I paesaggi-stati d’animo sono ricorrenti nella poetica della Calcagno, la quale, come ogni cantore lirico che si rispetti, possiede delle cifre peculiari, delle componenti-cardine che la identificano: l’occorrenza di metafore, similitudini, onomatopee, allegorie, antitesi, anafore e enjambement disseminati qua e là. Frequenti chiasmi, sinestesie e giochi di assenze-presenze, luce-buio, veli-penombre. Personale l’uso della punteggiatura: a volte dosata, a volte drasticamente ridotta, spesso omessa, quasi a seguire il flusso joyciano dei pensieri.
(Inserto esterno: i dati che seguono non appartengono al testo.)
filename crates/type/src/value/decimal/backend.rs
// SPDX-License-Identifier: MIT
// Copyright (c) 2025 ReifyDB

use bigdecimal::BigDecimal;

use crate::{
	error::{Error, TypeError},
	value::{
		Type,
		decimal::{Decimal, DecimalBackend, DecimalKind, ScaledDecimal, parse::parse_decimal},
	},
};

/// Goes through the shortest text form of the float, so `0.1` stays `0.1`
fn finite_f64(value: f64) -> Result<BigDecimal, Error> {
	if !value.is_finite() {
		return Err(TypeError::NumberOutOfRange {
			target: Type::Decimal,
			value: value.to_string(),
		}
		.into());
	}
	parse_decimal(&value.to_string())
}

/// The arbitrary precision representation used by full deployments
#[derive(Clone, Copy, Debug, Default)]
pub struct BigDecimalBackend;

impl DecimalBackend for BigDecimalBackend {
	fn kind(&self) -> DecimalKind {
		DecimalKind::Big
	}

	fn name(&self) -> &'static str {
		"bigdecimal"
	}

	fn from_i64(&self, value: i64) -> Decimal {
		Decimal::Big(BigDecimal::from(value))
	}

	fn from_f64(&self, value: f64) -> Result<Decimal, Error> {
		finite_f64(value).map(Decimal::Big)
	}

	fn parse(&self, text: &str) -> Result<Decimal, Error> {
		parse_decimal(text).map(Decimal::Big)
	}

	fn convert(&self, value: &Decimal) -> Result<Decimal, Error> {
		Ok(Decimal::Big(value.to_big()))
	}
}

/// Unscaled integer plus scale, the representation of constrained deployments
#[derive(Clone, Copy, Debug, Default)]
pub struct ScaledDecimalBackend;

impl DecimalBackend for ScaledDecimalBackend {
	fn kind(&self) -> DecimalKind {
		DecimalKind::Scaled
	}

	fn name(&self) -> &'static str {
		"scaled"
	}

	fn from_i64(&self, value: i64) -> Decimal {
		Decimal::Scaled(ScaledDecimal::from_i64(value))
	}

	fn from_f64(&self, value: f64) -> Result<Decimal, Error> {
		let big = finite_f64(value)?;
		ScaledDecimal::from_big(&big).map(Decimal::Scaled)
	}

	fn parse(&self, text: &str) -> Result<Decimal, Error> {
		let big = parse_decimal(text)?;
		ScaledDecimal::from_big(&big).map(Decimal::Scaled)
	}

	fn convert(&self, value: &Decimal) -> Result<Decimal, Error> {
		match value {
			Decimal::Scaled(value) => Ok(Decimal::Scaled(value.clone())),
			Decimal::Big(value) => ScaledDecimal::from_big(value).map(Decimal::Scaled),
		}
	}
}
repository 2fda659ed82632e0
//! Bulk CSV import into the `tempat` table.

use crate::db::log::audit;
use crate::db::pool::DbPool;
use crate::db::queries::insert_place;
use crate::errors::{AppError, AppResult};
use crate::models::place::Place;
use crate::ui::messages::info;
use rusqlite::Connection;
use serde::Deserialize;
use std::fs::File;
use std::io::Read;
use std::path::Path;

/// One spreadsheet row. Headers follow the published dataset.
#[derive(Debug, Deserialize)]
pub struct ImportRow {
    #[serde(rename = "Nama")]
    pub name: String,
    #[serde(rename = "Jam Buka")]
    pub hours: String,
    #[serde(rename = "Harga")]
    pub price: String,
    #[serde(rename = "Latitude")]
    pub latitude: f64,
    #[serde(rename = "Longitude")]
    pub longitude: f64,
    #[serde(rename = "Foto", default)]
    pub photo: String,
    #[serde(rename = "Rating")]
    pub rating: f64,
    #[serde(rename = "Komentar", default)]
    pub comment: String,
}

impl From<ImportRow> for Place {
    fn from(r: ImportRow) -> Self {
        Place::new(
            &r.name,
            &r.hours,
            &r.price,
            r.latitude,
            r.longitude,
            &r.photo,
            r.rating,
            &r.comment,
        )
    }
}

/// Parse every row first so a bad line aborts before anything is written.
pub fn read_rows<R: Read>(reader: R) -> AppResult<Vec<Place>> {
    let mut rdr = csv::ReaderBuilder::new()
        .trim(csv::Trim::All)
        .from_reader(reader);

    let mut out = Vec::new();
    for result in rdr.deserialize::<ImportRow>() {
        let row = result.map_err(|e| {
            let line = e.position().map(|p| p.line()).unwrap_or(0);
            AppError::Import(format!("line {}: {}", line, e))
        })?;
        out.push(row.into());
    }
    Ok(out)
}

/// Insert `places` in one transaction with an empty creator.
pub fn insert_all(conn: &mut Connection, places: &[Place], source: &str) -> AppResult<usize> {
    let tx = conn.transaction()?;

    for p in places {
        insert_place(&tx, p, "")?;
    }

    audit(
        &tx,
        "import",
        source,
        &format!("Imported {} places", places.len()),
    )?;

    tx.commit()?;
    Ok(places.len())
}

pub struct ImportLogic;

impl ImportLogic {
    pub fn import_file(pool: &mut DbPool, path: &Path) -> AppResult<usize> {
        info(format!("Importing from CSV: {}", path.display()));

        let file = File::open(path)?;
        let places = read_rows(file)?;
        let source = path.to_string_lossy().to_string();

        pool.with_conn(|conn| insert_all(conn, &places, &source))
    }
}
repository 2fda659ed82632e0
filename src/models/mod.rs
pub mod place;
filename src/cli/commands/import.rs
use crate::cli::parser::Commands;
use crate::config::Config;
use crate::core::import::ImportLogic;
use crate::db::pool::DbPool;
use crate::errors::AppResult;
use crate::ui::messages::success;
use crate::utils::path::expand_tilde;

pub fn handle(cmd: &Commands, cfg: &Config) -> AppResult<()> {
    if let Commands::Import { file } = cmd {
        let mut pool = DbPool::open(&cfg.database)?;
        let path = expand_tilde(file);

        let count = ImportLogic::import_file(&mut pool, &path)?;
        success(format!("Imported {} places into SQLite.", count));
    }

    Ok(())
}
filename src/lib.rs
//! nongkrong library root.
//! Exposes the CLI parser, the high-level run() function and the store.

pub mod cli;
pub mod config;
pub mod core;
pub mod db;
pub mod errors;
pub mod models;
pub mod ui;
pub mod utils;

use clap::Parser;
use cli::parser::{Cli, Commands};
use config::Config;
use crate::core::session::Session;
use errors::AppResult;

/// Central command dispatcher
pub fn dispatch(cli: &Cli, cfg: &Config, session: &Session) -> AppResult<()> {
    match &cli.command {
        Commands::Init => cli::commands::init::handle(cli),
        Commands::Config { .. } => cli::commands::config::handle(&cli.command, cfg),
        Commands::Db { .. } => cli::commands::db::handle(&cli.command, cfg),
        Commands::Log { .. } => cli::commands::log::handle(&cli.command, cfg),
        Commands::List { .. } => cli::commands::list::handle(&cli.command, cfg, session),
        Commands::Add { .. } => cli::commands::add::handle(&cli.command, cfg, session),
        Commands::Edit { .. } => cli::commands::edit::handle(&cli.command, cfg, session),
        Commands::Del { .. } => cli::commands::del::handle(&cli.command, cfg, session),
        Commands::Import { .. } => cli::commands::import::handle(&cli.command, cfg),
        Commands::Export { .. } => cli::commands::export::handle(&cli.command, cfg),
        Commands::Backup { .. } => cli::commands::backup::handle(&cli.command, cfg),
    }
}

/// Entry point used by main.rs
pub fn run() -> AppResult<()> {
    // 1️⃣ parse CLI
    let cli = Cli::parse();

    // 2️⃣ load config once (test mode never touches the user's file)
    let mut cfg = if cli.test {
        Config::default()
    } else {
        Config::load()?
    };

    // 3️⃣ command-line DB override
    if let Some(custom_db) = &cli.db {
        cfg.database = Config::resolve_db_path(custom_db)
            .to_string_lossy()
            .to_string();
    }

    // 4️⃣ explicit session for this invocation
    let session = Session::new(cli.user.as_deref(), &cfg);

    dispatch(&cli, &cfg, &session)
}
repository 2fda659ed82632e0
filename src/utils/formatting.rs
//! Formatting utilities used for CLI and export outputs.

use unicode_width::UnicodeWidthStr;

pub fn bold(s: &str) -> String {
    format!("\x1b[1m{}\x1b[0m", s)
}

pub fn italic(s: &str) -> String {
    format!("\x1b[3m{}\x1b[0m", s)
}

/// Rating as "⭐ 4.2".
pub fn rating_label(rating: f64) -> String {
    format!("⭐ {:.1}", rating)
}

/// Coordinates with the precision the add form accepts.
pub fn coords(lat: f64, lon: f64) -> String {
    format!("{:.10}, {:.10}", lat, lon)
}

/// Cut `s` to at most `max` terminal columns, appending "…" when shortened.
pub fn truncate_width(s: &str, max: usize) -> String {
    if s.width() <= max {
        return s.to_string();
    }

    let mut out = String::new();
    let mut used = 0;
    for ch in s.chars() {
        let w = unicode_width::UnicodeWidthChar::width(ch).unwrap_or(0);
        if used + w + 1 > max {
            break;
        }
        out.push(ch);
        used += w;
    }
    out.push('…');
    out
}
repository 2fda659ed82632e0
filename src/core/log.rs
use crate::db::log::{LogEntry, load_log};
use crate::db::pool::DbPool;
use crate::errors::AppResult;
use crate::ui::messages::info;
use ansi_term::Colour;

/// Colour for each audit operation.
fn color_for_operation(op: &str) -> Colour {
    match op {
        "add" => Colour::Green,
        "del" => Colour::Red,
        "edit" => Colour::Yellow,
        "import" => Colour::Cyan,
        "migration_applied" => Colour::Purple,
        "backup" => Colour::Blue,
        "init" => Colour::RGB(255, 153, 51),
        _ => Colour::White,
    }
}

fn op_target(e: &LogEntry) -> String {
    if e.target.is_empty() {
        e.operation.clone()
    } else {
        format!("{} ({})", e.operation, e.target)
    }
}

pub struct LogLogic;

impl LogLogic {
    pub fn print_log(pool: &DbPool) -> AppResult<()> {
        let entries = load_log(&pool.conn)?;

        if entries.is_empty() {
            info("Internal log is empty.");
            return Ok(());
        }

        let id_w = entries
            .iter()
            .map(|e| e.id.to_string().len())
            .max()
            .unwrap_or(1);
        let op_w = entries
            .iter()
            .map(|e| op_target(e).len())
            .max()
            .unwrap_or(10)
            .min(60);

        println!("📜 Internal log:\n");

        for e in &entries {
            let label = op_target(e);
            let padding = " ".repeat(op_w.saturating_sub(label.len()));

            // Only the operation word is coloured.
            let coloured = match label.split_once(' ') {
                Some((op, rest)) => {
                    format!("{} {}", color_for_operation(&e.operation).paint(op), rest)
                }
                None => color_for_operation(&e.operation).paint(label.as_str()).to_string(),
            };

            println!(
                "{:>id_w$}: {} | {}{} => {}",
                e.id,
                e.date,
                coloured,
                padding,
                e.message,
                id_w = id_w
            );
        }

        Ok(())
    }
}
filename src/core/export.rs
//! Export of the place list to CSV or JSON.

use crate::errors::{AppError, AppResult};
use crate::models::place::Place;
use crate::ui::messages::{info, success};
use clap::ValueEnum;
use serde::Serialize;
use std::fs::File;
use std::io::{self, Write};
use std::path::Path;

#[derive(Clone, Debug, ValueEnum)]
pub enum ExportFormat {
    Csv,
    Json,
}

impl ExportFormat {
    pub fn as_str(&self) -> &'static str {
        match self {
            ExportFormat::Csv => "csv",
            ExportFormat::Json => "json",
        }
    }
}

/// CSV row: the import headers plus ID and Creator, so an export can be
/// fed back to `import`.
#[derive(Debug, Serialize)]
struct CsvRow<'a> {
    #[serde(rename = "ID")]
    id: i64,
    #[serde(rename = "Nama")]
    name: &'a str,
    #[serde(rename = "Jam Buka")]
    hours: &'a str,
    #[serde(rename = "Harga")]
    price: &'a str,
    #[serde(rename = "Latitude")]
    latitude: f64,
    #[serde(rename = "Longitude")]
    longitude: f64,
    #[serde(rename = "Foto")]
    photo: &'a str,
    #[serde(rename = "Rating")]
    rating: f64,
    #[serde(rename = "Komentar")]
    comment: &'a str,
    #[serde(rename = "Creator")]
    creator: &'a str,
}

impl<'a> From<&'a Place> for CsvRow<'a> {
    fn from(p: &'a Place) -> Self {
        Self {
            id: p.id,
            name: &p.name,
            hours: &p.hours,
            price: &p.price,
            latitude: p.latitude,
            longitude: p.longitude,
            photo: &p.photo,
            rating: p.rating,
            comment: &p.comment,
            creator: &p.creator,
        }
    }
}

pub struct ExportLogic;

impl ExportLogic {
    pub fn export(
        places: &[Place],
        format: &ExportFormat,
        path: &Path,
        force: bool,
    ) -> AppResult<()> {
        if path.exists() && !force {
            return Err(AppError::Export(format!(
                "'{}' already exists (use --force to overwrite)",
                path.display()
            )));
        }

        match format {
            ExportFormat::Csv => export_csv(places, path)?,
            ExportFormat::Json => export_json(places, path)?,
        }

        success(format!(
            "{} export completed: {} ({} places)",
            format.as_str().to_uppercase(),
            path.display(),
            places.len()
        ));
        Ok(())
    }
}

/// Export JSON pretty-printed.
fn export_json(places: &[Place], path: &Path) -> AppResult<()> {
    info(format!("Exporting to JSON: {}", path.display()));

    let json_data = serde_json::to_string_pretty(places)
        .map_err(|e| AppError::from(io::Error::other(format!("JSON serialization error: {e}"))))?;

    let mut file = File::create(path)?;
    file.write_all(json_data.as_bytes())?;
    Ok(())
}

/// Export CSV (header included by serde).
fn export_csv(places: &[Place], path: &Path) -> AppResult<()> {
    info(format!("Exporting to CSV: {}", path.display()));

    let mut wtr = csv::Writer::from_path(path)?;

    for p in places {
        wtr.serialize(CsvRow::from(p))?;
    }

    wtr.flush()?;
    Ok(())
}
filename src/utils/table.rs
//! Table rendering utilities for CLI outputs.
//! Widths are measured in terminal columns, so names with emoji or
//! wide glyphs stay aligned.

use unicode_width::UnicodeWidthStr;

pub struct Table {
    pub headers: Vec<String>,
    pub rows: Vec<Vec<String>>,
}

impl Table {
    pub fn new<S: Into<String>>(headers: Vec<S>) -> Self {
        Self {
            headers: headers.into_iter().map(Into::into).collect(),
            rows: Vec::new(),
        }
    }

    pub fn add_row(&mut self, row: Vec<String>) {
        self.rows.push(row);
    }

    fn widths(&self) -> Vec<usize> {
        let mut widths: Vec<usize> = self.headers.iter().map(|h| h.width()).collect();
        for row in &self.rows {
            for (i, cell) in row.iter().enumerate() {
                if let Some(w) = widths.get_mut(i) {
                    *w = (*w).max(cell.width());
                }
            }
        }
        widths
    }

    pub fn render(&self) -> String {
        let widths = self.widths();
        let mut out = String::new();

        // Header
        push_line(&mut out, &self.headers, &widths);

        // Separator
        let sep: Vec<String> = widths.iter().map(|w| "-".repeat(*w)).collect();
        push_line(&mut out, &sep, &widths);

        // Rows
        for row in &self.rows {
            push_line(&mut out, row, &widths);
        }

        out
    }
}

fn push_line(out: &mut String, cells: &[String], widths: &[usize]) {
    let mut line = String::new();
    for (i, w) in widths.iter().enumerate() {
        let cell = cells.get(i).map(String::as_str).unwrap_or("");
        line.push_str(cell);
        line.push_str(&" ".repeat(w.saturating_sub(cell.width())));
        if i + 1 < widths.len() {
            line.push_str("  ");
        }
    }
    out.push_str(line.trim_end());
    out.push('\n');
}
use crate::cli::parser::Commands;
use crate::config::Config;
use crate::db::migrate::run_pending_migrations;
use crate::db::pool::DbPool;
use crate::db::stats::{check_schema, print_db_info};
use crate::errors::{AppError, AppResult};
use crate::ui::messages::{info, success, warning};
use std::path::Path;

pub fn handle(cmd: &Commands, cfg: &Config) -> AppResult<()> {
    if let Commands::Db {
        migrate,
        check,
        info: show_info,
    } = cmd
    {
        // Only --migrate may create the file; inspecting a path that does
        // not exist must leave it that way.
        if !*migrate && !Path::new(&cfg.database).exists() {
            return Err(std::io::Error::new(
                std::io::ErrorKind::NotFound,
                format!(
                    "Database not found: {} (run `nongkrong init` first)",
                    cfg.database
                ),
            )
            .into());
        }

        // Plain open: the schema is only touched by --migrate.
        let pool = DbPool::new(&cfg.database)?;

        if *migrate {
            info("Running migrations…");
            run_pending_migrations(&pool.conn)?;
            success("Schema is up to date.");
        }

        if *show_info {
            print_db_info(&pool.conn, &cfg.database)?;
        }

        if *check {
            info(format!("Checking {}…", cfg.database));
            let problems = check_schema(&pool.conn)?;

            if !problems.is_empty() {
                for p in &problems {
                    warning(p);
                }
                return Err(AppError::Migration(format!(
                    "database check found {} problem(s)",
                    problems.len()
                )));
            }
            success("Integrity, columns and creator backfill look good.");
        }
    }

    Ok(())
}
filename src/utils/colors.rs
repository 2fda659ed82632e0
/// ANSI color helper utilities for terminal output.
pub const RESET: &str = "\x1b[0m";

pub const GREY: &str = "\x1b[90m";

pub const RED: &str = "\x1b[31m";
pub const GREEN: &str = "\x1b[32m";

pub const YELLOW: &str = "\x1b[33m";
pub const CYAN: &str = "\x1b[36m";

/// Terminal colour for a map marker colour name.
/// Orange has no basic ANSI code, yellow stands in for it.
pub fn ansi_for_marker(marker: &str) -> &'static str {
    match marker {
        "green" => GREEN,
        "orange" => YELLOW,
        "red" => RED,
        _ => RESET,
    }
}

/// Paint `value` grey when empty (shown as "--").
pub fn colorize_optional(value: &str) -> String {
    if value.trim().is_empty() {
        format!("{GREY}--{RESET}")
    } else {
        value.to_string()
    }
}
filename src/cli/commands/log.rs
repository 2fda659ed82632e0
use crate::cli::parser::Commands;
use crate::config::Config;
use crate::core::log::LogLogic;
use crate::db::pool::DbPool;
use crate::errors::AppResult;

pub fn handle(cmd: &Commands, cfg: &Config) -> AppResult<()> {
    if matches!(cmd, Commands::Log { print: true }) {
        let pool = DbPool::open(&cfg.database)?;
        LogLogic::print_log(&pool)?;
    }

    Ok(())
}
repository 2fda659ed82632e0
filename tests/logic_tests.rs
use nongkrong::core::filter::{PlaceFilter, hours_options, price_options};
use nongkrong::core::import::{ImportLogic, read_rows};
use nongkrong::core::places::{PlaceChanges, PlaceLogic};
use nongkrong::core::session::Session;
use nongkrong::db::pool::DbPool;
use nongkrong::db::queries::{insert_place, list_places};
use nongkrong::errors::AppError;
use nongkrong::models::place::marker_color;
use std::fs;
use std::path::Path;

mod common;
use common::{ADMIN, sample, setup_test_db, temp_out, test_config, warkop_a};

const DATASET: &str = "\
Nama,Jam Buka,Harga,Latitude,Longitude,Foto,Rating,Komentar
Burjo Barokah,24 Jam,Murah,-7.0531,110.4372,,4.1,murah meriah
Kopi Kenangan Tembalang,Nggak 24 Jam,Mending Mahal,-7.0555,110.4389,https://example.org/k.jpg,4.4,
Kafe Awan,Nggak 24 Jam,Mahal,-7.0602,110.4411,,4.7,view bagus
";

#[test]
fn test_session_trims_and_detects_admin() {
    let cfg = test_config("unused.sqlite");

    assert!(!Session::new(None, &cfg).is_logged_in());
    assert!(!Session::new(Some("   "), &cfg).is_logged_in());

    let alice = Session::new(Some(" alice "), &cfg);
    assert_eq!(alice.username(), Some("alice"));
    assert!(!alice.is_admin());

    assert!(Session::new(Some(ADMIN), &cfg).is_admin());
}

#[test]
fn test_add_requires_login() {
    let db_path = setup_test_db("logic_add_login");
    let cfg = test_config(&db_path);
    let pool = DbPool::open(&db_path).expect("open store");

    let err = PlaceLogic::add(&pool, &Session::anonymous(), &cfg, &warkop_a()).unwrap_err();
    assert!(matches!(err, AppError::NotLoggedIn));
    assert!(list_places(&pool.conn).expect("list").is_empty());

    let alice = Session::new(Some("alice"), &cfg);
    let id = PlaceLogic::add(&pool, &alice, &cfg, &warkop_a()).expect("add");
    let all = list_places(&pool.conn).expect("list");
    assert_eq!(all.len(), 1);
    assert_eq!(all[0].id, id);
    assert_eq!(all[0].creator, "alice");
}

#[test]
fn test_add_validates_form_fields() {
    let db_path = setup_test_db("logic_add_validate");
    let cfg = test_config(&db_path);
    let pool = DbPool::open(&db_path).expect("open store");
    let alice = Session::new(Some("alice"), &cfg);

    let mut bad_hours = warkop_a();
    bad_hours.hours = "Kadang buka".to_string();
    assert!(matches!(
        PlaceLogic::add(&pool, &alice, &cfg, &bad_hours),
        Err(AppError::InvalidHours(_))
    ));

    let mut bad_price = warkop_a();
    bad_price.price = "Gratis".to_string();
    assert!(matches!(
        PlaceLogic::add(&pool, &alice, &cfg, &bad_price),
        Err(AppError::InvalidPrice(_))
    ));

    let mut bad_rating = warkop_a();
    bad_rating.rating = 5.5;
    assert!(matches!(
        PlaceLogic::add(&pool, &alice, &cfg, &bad_rating),
        Err(AppError::InvalidRating(_))
    ));

    assert!(list_places(&pool.conn).expect("list").is_empty());
}

#[test]
fn test_edit_and_delete_are_admin_only() {
    let db_path = setup_test_db("logic_admin_only");
    let cfg = test_config(&db_path);
    let pool = DbPool::open(&db_path).expect("open store");
    let id = insert_place(&pool.conn, &warkop_a(), "alice").expect("insert");

    let alice = Session::new(Some("alice"), &cfg);
    let changes = PlaceChanges {
        rating: Some(5.0),
        ..PlaceChanges::default()
    };

    assert!(matches!(
        PlaceLogic::edit(&pool, &alice, &cfg, id, &changes),
        Err(AppError::NotAdmin(_))
    ));
    assert!(matches!(
        PlaceLogic::delete(&pool, &alice, id),
        Err(AppError::NotAdmin(_))
    ));
    assert!(matches!(
        PlaceLogic::delete(&pool, &Session::anonymous(), id),
        Err(AppError::NotLoggedIn)
    ));

    assert_eq!(list_places(&pool.conn).expect("list").len(), 1);
}

#[test]
fn test_edit_overlays_given_fields() {
    let db_path = setup_test_db("logic_edit");
    let cfg = test_config(&db_path);
    let pool = DbPool::open(&db_path).expect("open store");
    let id = insert_place(&pool.conn, &warkop_a(), "alice").expect("insert");

    let admin = Session::new(Some(ADMIN), &cfg);
    let changes = PlaceChanges {
        comment: Some("makin enak".to_string()),
        rating: Some(4.6),
        ..PlaceChanges::default()
    };

    let updated = PlaceLogic::edit(&pool, &admin, &cfg, id, &changes)
        .expect("edit")
        .expect("place exists");

    assert_eq!(updated.id, id);
    assert_eq!(updated.name, "Warkop A");
    assert_eq!(updated.comment, "makin enak");
    assert_eq!(updated.rating, 4.6);
    assert_eq!(updated.creator, "alice");

    assert_eq!(list_places(&pool.conn).expect("list")[0], updated);
}

#[test]
fn test_edit_checks_only_changed_fields() {
    let db_path = setup_test_db("logic_edit_partial");
    let cfg = test_config(&db_path);
    let pool = DbPool::open(&db_path).expect("open store");
    // imported rows may carry labels outside the configured options
    let id = insert_place(&pool.conn, &sample("Resto Atas", "24 Jam", "Super Mahal"), "")
        .expect("insert");

    let admin = Session::new(Some(ADMIN), &cfg);
    let comment_only = PlaceChanges {
        comment: Some("view bagus".to_string()),
        ..PlaceChanges::default()
    };
    let updated = PlaceLogic::edit(&pool, &admin, &cfg, id, &comment_only)
        .expect("edit")
        .expect("place exists");
    assert_eq!(updated.price, "Super Mahal");
    assert_eq!(updated.comment, "view bagus");

    let bad_price = PlaceChanges {
        price: Some("Gratis".to_string()),
        ..PlaceChanges::default()
    };
    assert!(matches!(
        PlaceLogic::edit(&pool, &admin, &cfg, id, &bad_price),
        Err(AppError::InvalidPrice(p)) if p == "Gratis"
    ));
    let bad_rating = PlaceChanges {
        rating: Some(0.5),
        ..PlaceChanges::default()
    };
    assert!(matches!(
        PlaceLogic::edit(&pool, &admin, &cfg, id, &bad_rating),
        Err(AppError::InvalidRating(_))
    ));

    assert_eq!(list_places(&pool.conn).expect("list")[0].price, "Super Mahal");
}

#[test]
fn test_edit_and_delete_unknown_id_are_soft() {
    let db_path = setup_test_db("logic_unknown_id");
    let cfg = test_config(&db_path);
    let pool = DbPool::open(&db_path).expect("open store");
    let admin = Session::new(Some(ADMIN), &cfg);

    let changes = PlaceChanges {
        name: Some("Hantu".to_string()),
        ..PlaceChanges::default()
    };
    assert!(PlaceLogic::edit(&pool, &admin, &cfg, 7, &changes)
        .expect("edit")
        .is_none());
    assert!(!PlaceLogic::delete(&pool, &admin, 7).expect("delete"));
}

#[test]
fn test_filter_by_hours_and_price() {
    let places = vec![
        sample("A", "24 Jam", "Murah"),
        sample("B", "Nggak 24 Jam", "Murah"),
        sample("C", "24 Jam", "Mahal"),
        sample("D", "Nggak 24 Jam", "Mending Mahal"),
    ];

    assert_eq!(PlaceFilter::default().apply(&places).len(), 4);

    let only_24h = PlaceFilter::new(vec!["24 Jam".to_string()], vec![]);
    let names: Vec<&str> = only_24h.apply(&places).iter().map(|p| p.name.as_str()).collect();
    assert_eq!(names, vec!["A", "C"]);

    let cheap_24h = PlaceFilter::new(vec!["24 Jam".to_string()], vec!["Murah".to_string()]);
    let names: Vec<&str> = cheap_24h.apply(&places).iter().map(|p| p.name.as_str()).collect();
    assert_eq!(names, vec!["A"]);

    let nothing = PlaceFilter::new(vec![], vec!["Gratis".to_string()]);
    assert!(nothing.apply(&places).is_empty());

    assert_eq!(hours_options(&places), vec!["24 Jam", "Nggak 24 Jam"]);
    assert_eq!(price_options(&places), vec!["Murah", "Mahal", "Mending Mahal"]);
}

#[test]
fn test_marker_colors() {
    assert_eq!(marker_color("Murah"), "green");
    assert_eq!(marker_color("mending mahal"), "orange");
    assert_eq!(marker_color("Mahal"), "red");
    assert_eq!(marker_color("???"), "red");
    assert_eq!(
        warkop_a().maps_url(),
        "https://www.google.com/maps/search/?api=1&query=-7.05,110.44"
    );
}

#[test]
fn test_read_rows_parses_dataset() {
    let places = read_rows(DATASET.as_bytes()).expect("parse");
    assert_eq!(places.len(), 3);

    assert_eq!(places[0].name, "Burjo Barokah");
    assert_eq!(places[0].photo, "");
    assert_eq!(places[1].price, "Mending Mahal");
    assert_eq!(places[1].comment, "");
    assert_eq!(places[2].rating, 4.7);
    assert!(places.iter().all(|p| p.id == 0 && p.creator.is_empty()));
}

#[test]
fn test_import_file_inserts_without_creator() {
    let db_path = setup_test_db("logic_import");
    let csv_path = temp_out("logic_import", "csv");
    fs::write(&csv_path, DATASET).expect("write csv");

    let mut pool = DbPool::open(&db_path).expect("open store");
    let count = ImportLogic::import_file(&mut pool, Path::new(&csv_path)).expect("import");
    assert_eq!(count, 3);

    let all = list_places(&pool.conn).expect("list");
    assert_eq!(all.len(), 3);
    assert_eq!(
        all.iter().map(|p| p.id).collect::<Vec<_>>(),
        vec![1, 2, 3]
    );
    assert!(all.iter().all(|p| p.creator.is_empty()));
}

#[test]
fn test_import_bad_row_writes_nothing() {
    let db_path = setup_test_db("logic_import_bad");
    let csv_path = temp_out("logic_import_bad", "csv");
    fs::write(
        &csv_path,
        format!("{DATASET}Rusak,24 Jam,Murah,not-a-number,110.44,,4.0,\n"),
    )
    .expect("write csv");

    let mut pool = DbPool::open(&db_path).expect("open store");
    let err = ImportLogic::import_file(&mut pool, Path::new(&csv_path)).unwrap_err();
    match err {
        AppError::Import(msg) => assert!(msg.contains("line 5"), "message: {msg}"),
        other => panic!("unexpected error: {other}"),
    }

    assert!(list_places(&pool.conn).expect("list").is_empty());
}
Né la raccolta è immune da una ‘poetica dei sensi’, che erompe in colori, suoni, odori, sapori e fiorisce proustianamente nel ricordo; paradigmatico caso Mezzogiorno paesano, scenetta bucolica di vita paesana, popolata di “silenzi e vitali suoni”: dai coccodè e i chicchirichì al tocco delle campane, dal saltellìo ritmato di una palla al pianto di un bimbo sino alle urla della madre; a seguire il dominio gastronomico degli odori della cucina solennizzati dal martellio dell’incudine paterna in un tripudio di profumi misti a stimoli visivi e input sensoriali che danno vita già di per sé ad un codice autonomo e risultano, con Max Lüscher, “emozioni dirette”, giacché non si impantanano nel tentativo di descriverle. Il lettore-spettatore assiste perciò ad eventi sensori ed esercita la propria immaginazione in spazi in movimento. Ed è possibile scorgervi un invito destinato ad ogni anima, perché per tempo sappia cogliere impronte e indizi, ‘sussulti e bisbiglii’, l’eco potente di ‘parole mute’ o ‘non dette’.